09 • Potek 💔

274 32 44
                                    

"Makasih, ya, Gas, traktirannya." Kedua sudut bibir Bemi tertarik, membentuk lengkungan kurva manis yang menghias wajah. Dia beranjak dari duduk, bersamaan dengan Eksa. Lima belas menit lagi, istirahat kantor selesai. Keduanya harus segera kembali sebelum tepat pukul satu.

"Iya, sama-sama, Mi." Bagas ikut tersenyum. "Oh iya, besok-besok bolehlah makan siang bareng lagi berempat. Lagian tempat kerja kita, kan, deketan."

"Ide bagus, tuh." Deka menimpali. "Lain kali makan di foodcourt deket tempat kerja gue sama Bagas juga bisa."

"Gampang lah bisa diatur." Eksa menyahut. "Ya udah, ya, gue sama Bemi duluan. Kerjaan udah menanti."

"Yok. Hati-hati!"

Kemudian, Bemi dan Eksa berjalan keluar dari warung makan padang itu. Tidak butuh lama, keduanya sudah sampai di kantor. Di sana masih lumayan sepi, hanya ada beberapa karyawan saja yang sudah kembali dari makan siang.

"Sepi amat, ya?" Bemi mengernyit sembari menarik kursinya lantas duduk.

"Biasanya juga gini, Mi."

"Iya, sih." Bemi mengedikkan bahu, lantas mulai menghidupkan komputer yang tadi sempat dia matikan. "Eh ngomong-ngomong, ke mana itu dua anak magang?"

"Kangen, ya?" ledek Eksa.

Bemi tersentak."Kagak anjir!"

"Kirain." Eksa tertawa. "Kalau kangen, tuh, mereka dateng."

Benar saja, selanjutnya Bemi mendengar suara orang mengucapkan salam diambang pintu ruangan.

"Assalaamualaikum," kata Husni riang, di belakangnya ada Mika yang diam saja.

Tunggu! Diam? Sepertinya Mika dan diam bukan padanan kata yang tepat untuk disandingkan. Seingat Bemi, bocah itu tidak bisa diam. Ada saja tingkahnya yang bisa membuat Bemi naik darah.

"Waalaikumussalam." Eksa menjawab, yang diikuti Bemi meskipun wanita itu hanya bergumam.

"Kalian makan di mana tadi?" tanya Eksa.

"Di warung padang depan kantor, Mbak," kata Husni sembari duduk di kursi yang ada di dekat meja kerja Eksa.

"Iya? Kok, aku nggak lihat?"

"Mbak Eksa sama Mbak Bemi asyik ngobrol, jadi nggak sadar kita makan di sana."

Kalau begitu, Mika melihat Bemi dan Bagas sedang makan di warung padang depan kantor, dong? Kok, Bemi merasa aneh, ya. Apalagi Mika yang biasanya seperti tupai loncat sana loncat sini, mendadak diam layaknya beruang sedang hibernasi.

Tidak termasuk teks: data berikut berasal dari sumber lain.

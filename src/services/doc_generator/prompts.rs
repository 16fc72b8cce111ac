//! LLM Prompt 模板

/// 函数文档字符串生成 Prompt
pub const DOCSTRING_PROMPT: &str = "Write a concise docstring for the following function signature:\n\n{signature}\n\nContext:\n{doc}\n";

/// 格式化文档字符串生成 Prompt
pub fn format_docstring_prompt(signature: &str, context: &str) -> String {
    DOCSTRING_PROMPT
        .replace("{signature}", signature)
        .replace("{doc}", context)
}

"Tumben diem?" Bemi basa-basi sambil melirik Mika yang duduk anteng di sampingnya.

Iya, di sampingnya. Well, karena mereka jadi partner kerja selama tiga bulan ke depan, mau tidak mau Bemi harus berbagi tempat dengan laki-laki itu. Untung saja meja kerja Bemi lumayan lebar, jadi tidak terlalu risih ketika saat-saat seperti ini.

"Sariawan," jawab Mika asal.

"Syukur deh kalo gitu."

Mika mengernyit. "Kok, syukur sih, Kak? Lagi sakit loh ini," lanjut Mika sembari menekankan kata sakit.

Bemi berdecak. "Syukur karena gue nggak harus denger bacotan lo setengah hari ini!"

🍂🍂🍂

"Mik, kok meneng wae to?" Husni bertanya sambil sibuk mengetik sesuatu di laptopnya. Sesekali dia menyuapkan beberapa potong keripik kentang yang tadi dibeli sepulang kantor. [Mik, kok diam aja, sih?]